*Problem description*.
Using the listing below, print exactly everything from the line with "filename src/resource.rs" down to the line with "and storage buckets).", both included, and nothing more.

- - -

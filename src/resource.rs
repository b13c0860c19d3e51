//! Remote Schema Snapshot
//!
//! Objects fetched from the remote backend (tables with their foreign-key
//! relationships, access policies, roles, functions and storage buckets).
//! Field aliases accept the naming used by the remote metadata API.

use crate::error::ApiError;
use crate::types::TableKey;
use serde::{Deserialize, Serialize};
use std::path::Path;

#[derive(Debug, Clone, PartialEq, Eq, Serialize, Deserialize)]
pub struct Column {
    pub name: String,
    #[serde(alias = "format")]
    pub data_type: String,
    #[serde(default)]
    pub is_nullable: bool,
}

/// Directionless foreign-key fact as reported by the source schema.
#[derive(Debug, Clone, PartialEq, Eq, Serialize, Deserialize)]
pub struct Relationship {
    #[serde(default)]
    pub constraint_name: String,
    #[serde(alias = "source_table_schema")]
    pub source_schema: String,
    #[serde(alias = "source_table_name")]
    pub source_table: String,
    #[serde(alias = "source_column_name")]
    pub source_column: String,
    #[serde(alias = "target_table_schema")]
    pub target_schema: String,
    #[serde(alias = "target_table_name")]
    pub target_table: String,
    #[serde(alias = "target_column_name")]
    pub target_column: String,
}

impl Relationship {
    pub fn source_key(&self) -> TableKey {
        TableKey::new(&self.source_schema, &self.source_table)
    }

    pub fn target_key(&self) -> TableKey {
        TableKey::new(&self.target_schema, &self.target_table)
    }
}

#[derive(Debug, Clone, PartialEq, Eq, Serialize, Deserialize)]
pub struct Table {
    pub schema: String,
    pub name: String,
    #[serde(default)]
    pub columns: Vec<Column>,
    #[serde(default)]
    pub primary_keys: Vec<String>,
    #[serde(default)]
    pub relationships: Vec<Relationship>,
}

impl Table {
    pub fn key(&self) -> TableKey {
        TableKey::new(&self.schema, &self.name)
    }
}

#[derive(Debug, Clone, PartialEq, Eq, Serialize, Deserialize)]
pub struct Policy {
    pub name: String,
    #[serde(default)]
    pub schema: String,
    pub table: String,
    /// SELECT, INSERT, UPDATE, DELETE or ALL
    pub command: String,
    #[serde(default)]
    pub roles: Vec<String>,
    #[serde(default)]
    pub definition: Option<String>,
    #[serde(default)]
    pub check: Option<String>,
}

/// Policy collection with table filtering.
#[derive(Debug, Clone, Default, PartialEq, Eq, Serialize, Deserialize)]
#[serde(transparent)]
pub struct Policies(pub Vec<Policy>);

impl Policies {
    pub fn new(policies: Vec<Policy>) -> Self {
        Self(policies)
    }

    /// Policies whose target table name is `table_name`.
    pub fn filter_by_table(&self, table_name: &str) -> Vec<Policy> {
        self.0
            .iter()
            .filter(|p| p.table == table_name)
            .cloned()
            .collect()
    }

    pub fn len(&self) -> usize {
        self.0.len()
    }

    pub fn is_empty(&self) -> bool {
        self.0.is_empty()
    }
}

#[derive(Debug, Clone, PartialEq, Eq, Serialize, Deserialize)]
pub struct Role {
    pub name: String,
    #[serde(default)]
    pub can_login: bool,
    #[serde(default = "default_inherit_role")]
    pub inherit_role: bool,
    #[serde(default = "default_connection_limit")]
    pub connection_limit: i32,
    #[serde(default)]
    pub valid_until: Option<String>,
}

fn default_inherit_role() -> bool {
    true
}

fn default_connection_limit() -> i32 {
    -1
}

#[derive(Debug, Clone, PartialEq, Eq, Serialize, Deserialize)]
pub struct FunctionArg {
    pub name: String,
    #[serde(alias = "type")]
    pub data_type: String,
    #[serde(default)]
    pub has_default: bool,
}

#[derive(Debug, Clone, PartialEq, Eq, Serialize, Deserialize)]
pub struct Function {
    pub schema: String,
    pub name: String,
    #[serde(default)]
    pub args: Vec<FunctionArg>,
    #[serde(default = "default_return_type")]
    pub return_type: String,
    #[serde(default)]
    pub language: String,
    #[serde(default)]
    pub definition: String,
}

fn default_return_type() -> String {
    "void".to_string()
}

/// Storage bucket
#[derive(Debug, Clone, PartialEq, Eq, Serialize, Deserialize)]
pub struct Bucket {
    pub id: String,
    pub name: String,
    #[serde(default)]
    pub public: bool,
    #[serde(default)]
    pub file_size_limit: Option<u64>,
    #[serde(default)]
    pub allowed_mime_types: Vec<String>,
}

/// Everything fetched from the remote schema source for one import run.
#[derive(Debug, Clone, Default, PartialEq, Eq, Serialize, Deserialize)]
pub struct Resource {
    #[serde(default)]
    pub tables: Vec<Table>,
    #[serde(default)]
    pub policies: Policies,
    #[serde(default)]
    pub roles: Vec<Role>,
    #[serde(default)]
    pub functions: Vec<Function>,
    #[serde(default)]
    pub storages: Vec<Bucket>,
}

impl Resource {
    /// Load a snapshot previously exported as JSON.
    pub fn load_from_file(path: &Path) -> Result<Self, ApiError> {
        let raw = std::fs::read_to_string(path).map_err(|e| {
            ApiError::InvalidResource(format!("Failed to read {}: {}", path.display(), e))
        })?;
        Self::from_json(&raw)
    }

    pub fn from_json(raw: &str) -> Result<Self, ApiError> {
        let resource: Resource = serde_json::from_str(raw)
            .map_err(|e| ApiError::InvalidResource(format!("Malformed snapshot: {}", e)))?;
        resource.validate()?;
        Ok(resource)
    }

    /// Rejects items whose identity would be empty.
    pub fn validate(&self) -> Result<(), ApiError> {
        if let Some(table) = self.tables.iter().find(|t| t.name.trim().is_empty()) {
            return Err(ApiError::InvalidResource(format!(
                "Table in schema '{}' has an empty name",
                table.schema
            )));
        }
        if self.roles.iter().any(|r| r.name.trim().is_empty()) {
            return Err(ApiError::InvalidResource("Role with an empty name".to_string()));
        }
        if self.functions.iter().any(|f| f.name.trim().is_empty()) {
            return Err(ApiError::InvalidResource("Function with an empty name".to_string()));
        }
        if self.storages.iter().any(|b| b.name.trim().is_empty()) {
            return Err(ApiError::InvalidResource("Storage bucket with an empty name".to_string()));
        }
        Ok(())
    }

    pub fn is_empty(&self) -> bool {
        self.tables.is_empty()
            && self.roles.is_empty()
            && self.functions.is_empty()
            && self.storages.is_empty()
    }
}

- - -

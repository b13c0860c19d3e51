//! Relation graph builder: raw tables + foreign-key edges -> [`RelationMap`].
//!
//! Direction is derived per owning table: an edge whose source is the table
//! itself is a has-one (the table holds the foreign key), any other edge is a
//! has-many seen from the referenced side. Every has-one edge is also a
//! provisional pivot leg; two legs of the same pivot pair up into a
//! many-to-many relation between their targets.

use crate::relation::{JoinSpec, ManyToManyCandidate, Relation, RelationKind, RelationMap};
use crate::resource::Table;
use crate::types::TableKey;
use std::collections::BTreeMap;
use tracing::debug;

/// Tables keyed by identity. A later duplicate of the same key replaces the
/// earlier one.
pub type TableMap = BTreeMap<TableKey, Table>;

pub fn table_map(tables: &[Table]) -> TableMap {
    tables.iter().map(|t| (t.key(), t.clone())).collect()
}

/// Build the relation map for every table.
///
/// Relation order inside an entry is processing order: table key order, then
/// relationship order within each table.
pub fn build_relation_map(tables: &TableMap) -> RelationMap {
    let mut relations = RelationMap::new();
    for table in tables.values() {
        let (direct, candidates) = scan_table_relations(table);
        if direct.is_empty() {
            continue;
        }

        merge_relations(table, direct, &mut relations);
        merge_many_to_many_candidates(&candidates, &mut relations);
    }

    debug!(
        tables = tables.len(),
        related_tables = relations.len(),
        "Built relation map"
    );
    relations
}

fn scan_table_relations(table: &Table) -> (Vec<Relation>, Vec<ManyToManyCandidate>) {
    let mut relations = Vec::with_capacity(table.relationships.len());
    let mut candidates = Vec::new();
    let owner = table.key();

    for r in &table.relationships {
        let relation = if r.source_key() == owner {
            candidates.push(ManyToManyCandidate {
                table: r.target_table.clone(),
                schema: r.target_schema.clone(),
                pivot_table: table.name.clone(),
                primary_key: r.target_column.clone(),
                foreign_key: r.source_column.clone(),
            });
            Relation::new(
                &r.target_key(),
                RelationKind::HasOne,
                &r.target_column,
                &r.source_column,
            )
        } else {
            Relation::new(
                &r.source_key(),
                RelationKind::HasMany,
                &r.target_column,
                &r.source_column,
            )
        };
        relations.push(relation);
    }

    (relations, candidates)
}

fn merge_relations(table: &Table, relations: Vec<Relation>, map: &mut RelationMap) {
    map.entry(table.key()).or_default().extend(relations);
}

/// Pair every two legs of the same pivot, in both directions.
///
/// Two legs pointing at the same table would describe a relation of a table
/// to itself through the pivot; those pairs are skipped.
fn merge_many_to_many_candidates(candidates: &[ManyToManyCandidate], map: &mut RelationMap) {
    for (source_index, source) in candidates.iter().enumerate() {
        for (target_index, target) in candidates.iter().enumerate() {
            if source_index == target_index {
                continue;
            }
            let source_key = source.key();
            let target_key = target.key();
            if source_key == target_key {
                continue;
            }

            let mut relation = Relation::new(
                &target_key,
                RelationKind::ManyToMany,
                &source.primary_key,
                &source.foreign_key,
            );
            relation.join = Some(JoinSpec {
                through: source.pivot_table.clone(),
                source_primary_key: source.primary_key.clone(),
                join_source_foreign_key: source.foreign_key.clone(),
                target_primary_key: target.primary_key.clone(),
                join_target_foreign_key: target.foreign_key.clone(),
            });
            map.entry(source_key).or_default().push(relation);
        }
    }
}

- - -

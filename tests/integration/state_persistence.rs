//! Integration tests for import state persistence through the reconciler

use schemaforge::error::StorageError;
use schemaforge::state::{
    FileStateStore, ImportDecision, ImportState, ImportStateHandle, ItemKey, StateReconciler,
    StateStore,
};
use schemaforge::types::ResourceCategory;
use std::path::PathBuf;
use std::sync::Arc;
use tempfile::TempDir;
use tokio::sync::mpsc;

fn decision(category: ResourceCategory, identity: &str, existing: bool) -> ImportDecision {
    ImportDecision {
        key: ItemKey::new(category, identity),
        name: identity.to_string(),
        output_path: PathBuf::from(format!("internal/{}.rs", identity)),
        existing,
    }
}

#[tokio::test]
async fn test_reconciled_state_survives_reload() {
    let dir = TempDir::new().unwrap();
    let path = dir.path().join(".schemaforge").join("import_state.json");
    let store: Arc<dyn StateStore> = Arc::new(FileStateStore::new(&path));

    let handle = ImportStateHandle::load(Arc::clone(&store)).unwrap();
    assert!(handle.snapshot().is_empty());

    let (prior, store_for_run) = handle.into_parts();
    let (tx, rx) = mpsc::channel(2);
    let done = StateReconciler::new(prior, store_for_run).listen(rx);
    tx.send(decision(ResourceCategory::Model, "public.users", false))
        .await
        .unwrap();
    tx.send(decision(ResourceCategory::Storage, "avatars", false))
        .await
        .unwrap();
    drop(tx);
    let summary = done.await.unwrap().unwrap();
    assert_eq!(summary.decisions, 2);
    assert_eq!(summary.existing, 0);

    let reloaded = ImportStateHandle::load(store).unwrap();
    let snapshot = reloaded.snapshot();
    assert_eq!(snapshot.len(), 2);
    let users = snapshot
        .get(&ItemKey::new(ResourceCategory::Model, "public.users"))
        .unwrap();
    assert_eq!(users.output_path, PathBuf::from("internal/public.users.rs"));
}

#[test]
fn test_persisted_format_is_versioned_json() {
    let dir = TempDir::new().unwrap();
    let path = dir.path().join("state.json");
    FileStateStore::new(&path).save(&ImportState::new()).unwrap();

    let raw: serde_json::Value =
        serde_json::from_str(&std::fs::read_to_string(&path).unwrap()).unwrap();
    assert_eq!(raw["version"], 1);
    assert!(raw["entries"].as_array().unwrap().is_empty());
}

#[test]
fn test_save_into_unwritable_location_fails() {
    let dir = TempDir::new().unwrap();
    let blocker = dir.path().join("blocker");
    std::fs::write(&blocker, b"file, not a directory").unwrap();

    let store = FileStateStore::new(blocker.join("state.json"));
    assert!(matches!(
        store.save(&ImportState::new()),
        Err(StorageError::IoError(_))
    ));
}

- - -

*Answer box*.
filename src/resource.rs
repository b13c0860c19d3e51
//! Remote Schema Snapshot
//!
//! Objects fetched from the remote backend (tables with their foreign-key
//! relationships, access policies, roles, functions and storage buckets).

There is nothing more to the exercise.